Many years ago, I was rector, or vicar, of a small Episcopal church community in suburban Minneapolis in the US State of Minnesota. It was the custom back then in many such suburban communities for the local high school to invite the ministers in town to each spring’s graduation ceremonies, at which one of us would preach a short sermon or homily, a kind of spiritual commencement address, if you will. One particular year, as I recall, it was the turn of the local evangelical pastor to speak to the graduates.


And, his message was straightforward. If you want to have a good and prosperous life, he told them, follow God’s will and way. If you want to be successful in your business or profession and become as wealthy as Solomon in the process, if you want a lovely house in the suburbs and two or three cars in your garage, follow the Ten Commandments. God will reward you. Wealth and good fortune are after all, he concluded, the recompence of a Christian life lived well, the genuine sign of God’s favour and blessing.

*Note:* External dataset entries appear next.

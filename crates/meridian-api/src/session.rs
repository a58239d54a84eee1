//! Application sessions and the session state machine.

use std::fmt;
use std::str::FromStr;
use std::time::Duration;

use chrono::{DateTime, Utc};
use serde::{Deserialize, Serialize};

use crate::pod::Protocol;

/// Default time allowed for a session to go from creation to Available.
pub const DEFAULT_OPEN_TIMEOUT: Duration = Duration::from_secs(10);

/// Default grace period granted to clients when a session is closed.
pub const DEFAULT_CLOSE_GRACE_PERIOD_SECONDS: u32 = 60;

/// Stable, globally unique session identifier.
///
/// The uid is assigned at creation and never reused; it is the key for
/// all scheduler-side bookkeeping.
#[derive(Debug, Clone, PartialEq, Eq, Hash, Serialize, Deserialize)]
#[serde(transparent)]
pub struct SessionUid(String);

impl SessionUid {
    /// Create a uid from an existing identifier.
    #[must_use]
    pub fn new(uid: impl Into<String>) -> Self {
        Self(uid.into())
    }

    /// The uid as a string slice.
    #[must_use]
    pub fn as_str(&self) -> &str {
        &self.0
    }
}

impl fmt::Display for SessionUid {
    fn fmt(&self, f: &mut fmt::Formatter<'_>) -> fmt::Result {
        write!(f, "{}", self.0)
    }
}

impl AsRef<str> for SessionUid {
    fn as_ref(&self) -> &str {
        &self.0
    }
}

impl From<&str> for SessionUid {
    fn from(uid: &str) -> Self {
        Self(uid.to_owned())
    }
}

/// Session lifecycle states.
///
/// Nodes are authoritative for everything between `Starting` and
/// `Closed`; the control plane only originates `Starting` (bind, in
/// memory), `Timeout` and `Closed` (cleanup). `Closed` and `Timeout` are
/// terminal and absorbing.
#[derive(Debug, Clone, Copy, Default, PartialEq, Eq, Hash, Serialize, Deserialize)]
pub enum SessionState {
    /// Status not yet reported; treated as pending.
    #[default]
    Unspecified,
    /// Waiting to be assigned a pod.
    Pending,
    /// Sent to a pod, waiting for the node to report it up.
    Starting,
    /// Running on a pod, no client attached yet.
    Available,
    /// Running on a pod with a client attached.
    InUse,
    /// Close requested, waiting for the node to confirm.
    Closing,
    /// Closed on the node. Terminal.
    Closed,
    /// Never became available in time. Terminal.
    Timeout,
}

impl SessionState {
    /// The state name as a static string.
    #[must_use]
    pub const fn as_str(&self) -> &'static str {
        match self {
            Self::Unspecified => "Unspecified",
            Self::Pending => "Pending",
            Self::Starting => "Starting",
            Self::Available => "Available",
            Self::InUse => "InUse",
            Self::Closing => "Closing",
            Self::Closed => "Closed",
            Self::Timeout => "Timeout",
        }
    }

    /// True for sessions not yet assigned to a pod.
    #[must_use]
    pub const fn is_pending(self) -> bool {
        matches!(self, Self::Unspecified | Self::Pending)
    }

    /// True for sessions live (or going live) on a pod.
    #[must_use]
    pub const fn is_open(self) -> bool {
        matches!(self, Self::Starting | Self::Available | Self::InUse)
    }

    /// True for sessions with presence on a pod, including ones still
    /// winding down. Broader than [`is_open`](Self::is_open): a Closing
    /// session no longer accepts clients but its record still tracks
    /// the pod.
    #[must_use]
    pub const fn is_live(self) -> bool {
        matches!(
            self,
            Self::Starting | Self::Available | Self::InUse | Self::Closing
        )
    }

    /// True for absorbing states; a terminal session is never resurrected.
    #[must_use]
    pub const fn is_terminal(self) -> bool {
        matches!(self, Self::Closed | Self::Timeout)
    }
}

impl fmt::Display for SessionState {
    fn fmt(&self, f: &mut fmt::Formatter<'_>) -> fmt::Result {
        write!(f, "{}", self.as_str())
    }
}

impl FromStr for SessionState {
    type Err = String;

    fn from_str(s: &str) -> Result<Self, Self::Err> {
        match s {
            "" | "Unspecified" => Ok(Self::Unspecified),
            "Pending" => Ok(Self::Pending),
            "Starting" => Ok(Self::Starting),
            "Available" => Ok(Self::Available),
            "InUse" => Ok(Self::InUse),
            "Closing" => Ok(Self::Closing),
            "Closed" => Ok(Self::Closed),
            "Timeout" => Ok(Self::Timeout),
            _ => Err(format!("unknown session state: {s}")),
        }
    }
}

/// A network endpoint a client can attach to.
#[derive(Debug, Clone, PartialEq, Eq, Serialize, Deserialize)]
pub struct AccessEndPoint {
    /// Transport protocol.
    pub protocol: Protocol,
    /// Host IP address of the pod's exposed port.
    pub ip_address: String,
    /// Host port.
    pub port: u16,
}

/// Desired state of a session, declared by the client.
#[derive(Debug, Clone, PartialEq, Eq, Serialize, Deserialize)]
#[serde(default, rename_all = "camelCase")]
pub struct SessionSpec {
    /// Owning application as `namespace/name`. Validated at reconcile
    /// time, not at deserialisation.
    pub application_name: String,
    /// Opaque payload handed to the application instance on open.
    pub session_data: String,
    /// Terminate the pod once this session closes.
    pub kill_instance_when_session_closed: bool,
    /// Grace period before a close is forced, in seconds.
    pub close_grace_period_seconds: Option<u32>,
    /// Time allowed to reach Available, in seconds. Zero means the
    /// default of [`DEFAULT_OPEN_TIMEOUT`].
    pub open_timeout_seconds: u32,
}

impl Default for SessionSpec {
    fn default() -> Self {
        Self {
            application_name: String::new(),
            session_data: String::new(),
            kill_instance_when_session_closed: false,
            close_grace_period_seconds: Some(DEFAULT_CLOSE_GRACE_PERIOD_SECONDS),
            open_timeout_seconds: 0,
        }
    }
}

/// Observed state of a session, reported by nodes and the scheduler.
#[derive(Debug, Clone, Default, PartialEq, Eq, Serialize, Deserialize)]
#[serde(default, rename_all = "camelCase")]
pub struct SessionStatus {
    /// Current lifecycle state.
    pub session_status: SessionState,
    /// Name of the pod this session is bound to, if any.
    pub pod_reference: Option<String>,
    /// Endpoints the client can attach to once the session is up.
    pub access_end_points: Vec<AccessEndPoint>,
    /// Identifiers of clients currently attached.
    pub client_sessions: Vec<String>,
    /// When the session first became Available.
    pub available_time: Option<DateTime<Utc>>,
    /// When the session first closed.
    pub close_time: Option<DateTime<Utc>>,
}

/// A client-initiated attachment request, bound to at most one pod.
#[derive(Debug, Clone, PartialEq, Eq, Serialize, Deserialize)]
#[serde(rename_all = "camelCase")]
pub struct ApplicationSession {
    /// Stable unique identifier; the pool key.
    pub uid: SessionUid,
    /// Object name, `namespace/name`, used for logging only.
    pub name: String,
    /// Declared intent.
    pub spec: SessionSpec,
    /// Observed state.
    #[serde(default)]
    pub status: SessionStatus,
    /// When the session object was created.
    pub creation_timestamp: DateTime<Utc>,
    /// Set when deletion is requested. Monotonic: once set, never
    /// cleared.
    #[serde(default)]
    pub deletion_timestamp: Option<DateTime<Utc>>,
}

impl ApplicationSession {
    /// True for sessions not yet assigned to a pod.
    #[must_use]
    pub const fn is_pending(&self) -> bool {
        self.status.session_status.is_pending()
    }

    /// True for sessions live (or going live) on a pod.
    #[must_use]
    pub const fn is_open(&self) -> bool {
        self.status.session_status.is_open()
    }

    /// True for sessions with presence on a pod, including Closing.
    #[must_use]
    pub const fn is_live(&self) -> bool {
        self.status.session_status.is_live()
    }

    /// True once the session has entered an absorbing state.
    #[must_use]
    pub const fn is_terminal(&self) -> bool {
        self.status.session_status.is_terminal()
    }

    /// True once deletion has been requested.
    #[must_use]
    pub const fn deletion_requested(&self) -> bool {
        self.deletion_timestamp.is_some()
    }

    /// The effective open timeout for this session.
    #[must_use]
    pub fn open_timeout(&self) -> Duration {
        if self.spec.open_timeout_seconds > 0 {
            Duration::from_secs(u64::from(self.spec.open_timeout_seconds))
        } else {
            DEFAULT_OPEN_TIMEOUT
        }
    }

    /// Absolute deadline by which this session must become Available.
    ///
    /// Expressed as an absolute instant so that repeated evaluations
    /// across syncs agree.
    #[must_use]
    pub fn open_deadline(&self) -> DateTime<Utc> {
        self.creation_timestamp
            + chrono::Duration::from_std(self.open_timeout())
                .unwrap_or_else(|_| chrono::Duration::seconds(0))
    }

    /// True once the open deadline has passed.
    #[must_use]
    pub fn open_timed_out(&self, now: DateTime<Utc>) -> bool {
        now > self.open_deadline()
    }
}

My former colleague’s theology -- called by the way the Gospel of Prosperity -- has become increasingly popular in many parts of the Christian world, not just suburban Minneapolis, as people everywhere yearn for a quick and easy way to assure themselves and others not only of their own goodness and righteousness but of their material success as well. I am not sure what our squirming young graduates back then may have made of the message. In any case, I led the closing prayer, and we all processed out of the auditorium and into the world, such as it is.


"Good Teacher, what must I do to inherit eternal life?"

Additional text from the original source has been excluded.